## [Exercise directions]
Please find every line in the entries below that contains the string "LevelFilter", and copy it.

□ □ □ □

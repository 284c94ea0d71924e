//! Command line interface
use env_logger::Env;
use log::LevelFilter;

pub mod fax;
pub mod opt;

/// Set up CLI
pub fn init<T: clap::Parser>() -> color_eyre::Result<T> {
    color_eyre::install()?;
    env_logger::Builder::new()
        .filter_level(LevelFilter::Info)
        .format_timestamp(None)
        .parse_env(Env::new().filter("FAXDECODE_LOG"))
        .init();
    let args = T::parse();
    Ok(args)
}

□ □ □ □

## [Answer section]
use log::LevelFilter;
        .filter_level(LevelFilter::Info)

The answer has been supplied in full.